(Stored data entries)
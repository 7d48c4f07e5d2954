//! The parts of the OCI runtime spec (`config.json`) the core reads.
//!
//! Unknown fields are kept in `extra` so a spec survives a round trip
//! through these types untouched.

use std::path::Path;

use serde::{Deserialize, Serialize};
use serde_json::{Map, Value};

use crate::error::Result;

/// OCI runtime spec.
#[derive(Debug, Clone, Default, PartialEq, Serialize, Deserialize)]
#[serde(rename_all = "camelCase")]
pub struct Spec {
    #[serde(default, skip_serializing_if = "String::is_empty")]
    pub oci_version: String,
    #[serde(default, skip_serializing_if = "Option::is_none")]
    pub process: Option<Process>,
    #[serde(flatten)]
    pub extra: Map<String, Value>,
}

/// Process section of `config.json`, also the payload of `--exec-process-spec`.
#[derive(Debug, Clone, Default, PartialEq, Serialize, Deserialize)]
#[serde(rename_all = "camelCase")]
pub struct Process {
    #[serde(default)]
    pub terminal: bool,
    #[serde(default)]
    pub user: User,
    #[serde(default)]
    pub args: Vec<String>,
    #[serde(default, skip_serializing_if = "Vec::is_empty")]
    pub env: Vec<String>,
    #[serde(default)]
    pub cwd: String,
    #[serde(flatten)]
    pub extra: Map<String, Value>,
}

#[derive(Debug, Clone, Default, PartialEq, Serialize, Deserialize)]
pub struct User {
    #[serde(default)]
    pub uid: u32,
    #[serde(default)]
    pub gid: u32,
    #[serde(
        default,
        rename = "additionalGids",
        skip_serializing_if = "Vec::is_empty"
    )]
    pub additional_gids: Vec<u32>,
}

impl Spec {
    /// Load `config.json` from a bundle directory.
    pub async fn load(bundle: &Path) -> Result<Self> {
        let data = tokio::fs::read(bundle.join("config.json")).await?;
        Ok(serde_json::from_slice(&data)?)
    }
}

impl Process {
    /// Process spec for an exec: same user, cwd and env as the container,
    /// the given command and the extra monitor environment appended.
    pub fn for_exec(&self, command: &[String], extra_env: &[String]) -> Self {
        let mut process = self.clone();
        process.args = command.to_vec();
        process.env.extend(extra_env.iter().cloned());
        process
    }
}

#[cfg(test)]
mod tests {
    use super::*;

    #[test]
    fn unknown_fields_survive() {
        let raw = r#"{
            "ociVersion": "1.0.2",
            "process": {
                "terminal": false,
                "user": {"uid": 0, "gid": 0},
                "args": ["sh"],
                "env": ["PATH=/bin"],
                "cwd": "/",
                "capabilities": {"bounding": ["CAP_KILL"]}
            },
            "root": {"path": "rootfs", "readonly": true},
            "hostname": "box"
        }"#;
        let spec: Spec = serde_json::from_str(raw).unwrap();
        let back = serde_json::to_value(&spec).unwrap();
        assert_eq!(back["root"]["readonly"], true);
        assert_eq!(back["process"]["capabilities"]["bounding"][0], "CAP_KILL");
        assert_eq!(back["hostname"], "box");
    }

    #[test]
    fn exec_process_replaces_args_and_appends_env() {
        let process = Process {
            args: vec!["nginx".into()],
            env: vec!["PATH=/bin".into()],
            cwd: "/srv".into(),
            ..Default::default()
        };
        let exec = process.for_exec(&["ls".into(), "-l".into()], &["FOO=bar".into()]);
        assert_eq!(exec.args, vec!["ls", "-l"]);
        assert_eq!(exec.env, vec!["PATH=/bin", "FOO=bar"]);
        assert_eq!(exec.cwd, "/srv");
    }
}
//! Placing the monitor process into the sandbox cgroup.
//!
//! Placement happens between spawning the monitor and releasing it through
//! the start pipe, so the container process it forks inherits the cgroup.
//! The cgroup outlives the monitor; whoever deletes the container releases
//! it with [`release`].

use std::io;
use std::path::{Path, PathBuf};

use tracing::{debug, info, warn};

use crate::config::CgroupManager;
use crate::error::{Error, Result};
use crate::process::{CommandSpec, ProcessLauncher};

/// Name prefix of monitor cgroups and scope units.
pub const MONITOR_CGROUP_PREFIX: &str = "kpod-monitor";

const BUSCTL: &str = "busctl";
const SYSTEMCTL: &str = "systemctl";

/// Where a monitor was placed.
#[derive(Debug, Clone, PartialEq, Eq)]
pub enum MonitorCgroup {
    /// A systemd transient scope unit.
    Scope { unit: String, slice: String },
    /// cgroupfs directories, one per mounted hierarchy.
    Paths(Vec<PathBuf>),
}

/// Systemd scope unit name for a container's monitor.
pub fn scope_unit(id: &str) -> String {
    format!("{MONITOR_CGROUP_PREFIX}-{id}.scope")
}

/// cpuset files a v1 cpuset cgroup needs before it accepts tasks.
const CPUSET_FILES: [&str; 2] = ["cpuset.cpus", "cpuset.mems"];

async fn is_unified(root: &Path) -> io::Result<bool> {
    tokio::fs::try_exists(root.join("cgroup.controllers")).await
}

/// cgroupfs directories for a container's monitor under `root`.
///
/// On the unified hierarchy this is a single directory; on v1 there is one
/// per mounted controller. Symlinked controllers (`cpu -> cpu,cpuacct`)
/// are skipped since they alias a real directory.
pub async fn cgroupfs_paths(root: &Path, parent: &str, id: &str) -> io::Result<Vec<PathBuf>> {
    let leaf = format!("{MONITOR_CGROUP_PREFIX}-{id}");
    let parent = parent.trim_start_matches('/');

    if is_unified(root).await? {
        return Ok(vec![root.join(parent).join(leaf)]);
    }

    let mut paths = Vec::new();
    let mut entries = tokio::fs::read_dir(root).await?;
    while let Some(entry) = entries.next_entry().await? {
        if !entry.file_type().await?.is_dir() {
            continue;
        }
        paths.push(entry.path().join(parent).join(&leaf));
    }
    paths.sort();
    Ok(paths)
}

/// Move `pid` into the monitor cgroup for container `id`.
///
/// With cgroupfs every hierarchy is attempted; a controller that rejects
/// the PID does not keep the monitor out of the others. The error lists
/// every controller that failed.
pub async fn place_monitor(
    launcher: &dyn ProcessLauncher,
    manager: CgroupManager,
    cgroup_root: &Path,
    cgroup_parent: &str,
    id: &str,
    pid: u32,
) -> Result<MonitorCgroup> {
    match manager {
        CgroupManager::Systemd => {
            let unit = scope_unit(id);
            info!(container_id = %id, pid, slice = %cgroup_parent, unit = %unit, "Running monitor under systemd scope");
            start_transient_scope(launcher, id, &unit, cgroup_parent, pid).await?;
            Ok(MonitorCgroup::Scope {
                unit,
                slice: cgroup_parent.to_string(),
            })
        }
        CgroupManager::Cgroupfs => {
            let unified = is_unified(cgroup_root).await?;
            let paths = cgroupfs_paths(cgroup_root, cgroup_parent, id).await?;

            let mut failures = Vec::new();
            for path in &paths {
                match join_cgroup(cgroup_root, path, unified, pid).await {
                    Ok(()) => debug!(container_id = %id, pid, path = %path.display(), "Monitor joined cgroup"),
                    Err(e) => {
                        warn!(container_id = %id, pid, path = %path.display(), error = %e, "Monitor failed to join cgroup");
                        failures.push(format!("{}: {e}", path.display()));
                    }
                }
            }
            if !failures.is_empty() {
                return Err(Error::Cgroup {
                    id: id.to_string(),
                    reason: format!(
                        "joined {} of {} cgroups, failed: {}",
                        paths.len() - failures.len(),
                        paths.len(),
                        failures.join("; ")
                    ),
                });
            }
            Ok(MonitorCgroup::Paths(paths))
        }
    }
}

async fn join_cgroup(root: &Path, path: &Path, unified: bool, pid: u32) -> io::Result<()> {
    tokio::fs::create_dir_all(path).await?;
    if !unified && controller_of(root, path).is_some_and(|c| c.split(',').any(|c| c == "cpuset")) {
        inherit_cpuset(root, path).await?;
    }
    tokio::fs::write(path.join("cgroup.procs"), pid.to_string()).await
}

/// Name of the v1 hierarchy directory `path` lives in.
fn controller_of<'a>(root: &Path, path: &'a Path) -> Option<&'a str> {
    path.strip_prefix(root).ok()?.components().next()?.as_os_str().to_str()
}

/// Fill empty `cpuset.cpus`/`cpuset.mems` from the parent on every level
/// between the hierarchy root and `leaf`, top down.
async fn inherit_cpuset(root: &Path, leaf: &Path) -> io::Result<()> {
    let Some(controller) = controller_of(root, leaf) else {
        return Ok(());
    };
    let mut parent = root.join(controller);
    let Ok(rel) = leaf.strip_prefix(&parent) else {
        return Ok(());
    };
    for component in rel.components() {
        let dir = parent.join(component);
        for file in CPUSET_FILES {
            if !read_trimmed(&dir.join(file)).await?.is_empty() {
                continue;
            }
            let inherited = read_trimmed(&parent.join(file)).await?;
            if !inherited.is_empty() {
                tokio::fs::write(dir.join(file), inherited).await?;
            }
        }
        parent = dir;
    }
    Ok(())
}

/// File contents without surrounding whitespace; a missing file reads as empty.
async fn read_trimmed(path: &Path) -> io::Result<String> {
    match tokio::fs::read_to_string(path).await {
        Ok(s) => Ok(s.trim().to_string()),
        Err(e) if e.kind() == io::ErrorKind::NotFound => Ok(String::new()),
        Err(e) => Err(e),
    }
}

async fn start_transient_scope(
    launcher: &dyn ProcessLauncher,
    id: &str,
    unit: &str,
    slice: &str,
    pid: u32,
) -> Result<()> {
    let mut props: Vec<String> = vec!["PIDs".into(), "au".into(), "1".into(), pid.to_string()];
    if !slice.is_empty() {
        props.extend(["Slice".into(), "s".into(), slice.to_string()]);
    }
    props.extend(["Delegate".into(), "b".into(), "true".into()]);
    let count = if slice.is_empty() { 2 } else { 3 };

    let cmd = CommandSpec::new(BUSCTL)
        .args([
            "call",
            "org.freedesktop.systemd1",
            "/org/freedesktop/systemd1",
            "org.freedesktop.systemd1.Manager",
            "StartTransientUnit",
            "ssa(sv)a(sa(sv))",
            unit,
            "replace",
        ])
        .arg(count.to_string())
        .args(props)
        .arg("0")
        .captured();
    run_checked(launcher, id, cmd).await
}

/// Undo [`place_monitor`]. Already removed cgroups are not an error.
pub async fn release(launcher: &dyn ProcessLauncher, id: &str, cgroup: &MonitorCgroup) -> Result<()> {
    match cgroup {
        MonitorCgroup::Scope { unit, .. } => {
            let cmd = CommandSpec::new(SYSTEMCTL).args(["stop", unit]).captured();
            run_checked(launcher, id, cmd).await
        }
        MonitorCgroup::Paths(paths) => {
            for path in paths {
                match tokio::fs::remove_dir(path).await {
                    Ok(()) => debug!(container_id = %id, path = %path.display(), "Removed monitor cgroup"),
                    Err(e) if e.kind() == io::ErrorKind::NotFound => {}
                    Err(e) => return Err(e.into()),
                }
            }
            Ok(())
        }
    }
}

async fn run_checked(launcher: &dyn ProcessLauncher, id: &str, cmd: CommandSpec) -> Result<()> {
    let command = cmd.display();
    let program = cmd.program.clone();
    let output = launcher.output(cmd).await.map_err(|source| Error::Spawn {
        id: id.to_string(),
        program,
        source,
    })?;
    if !output.status.success() {
        return Err(Error::RuntimeCommand {
            id: id.to_string(),
            command,
            reason: format!(
                "{}: {}",
                output.status,
                String::from_utf8_lossy(&output.stderr).trim()
            ),
        });
    }
    Ok(())
}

(WORK REQUIRED) From the very first line of the data through the line with "pub struct Spec" in it, please reproduce each line exactly and output nothing more.

(RESULT)
repository 7d48c4f07e5d2954
//! The parts of the OCI runtime spec (`config.json`) the core reads.
//!
//! Unknown fields are kept in `extra` so a spec survives a round trip
//! through these types untouched.

use std::path::Path;

use serde::{Deserialize, Serialize};
use serde_json::{Map, Value};

use crate::error::Result;

/// OCI runtime spec.
#[derive(Debug, Clone, Default, PartialEq, Serialize, Deserialize)]
#[serde(rename_all = "camelCase")]
pub struct Spec {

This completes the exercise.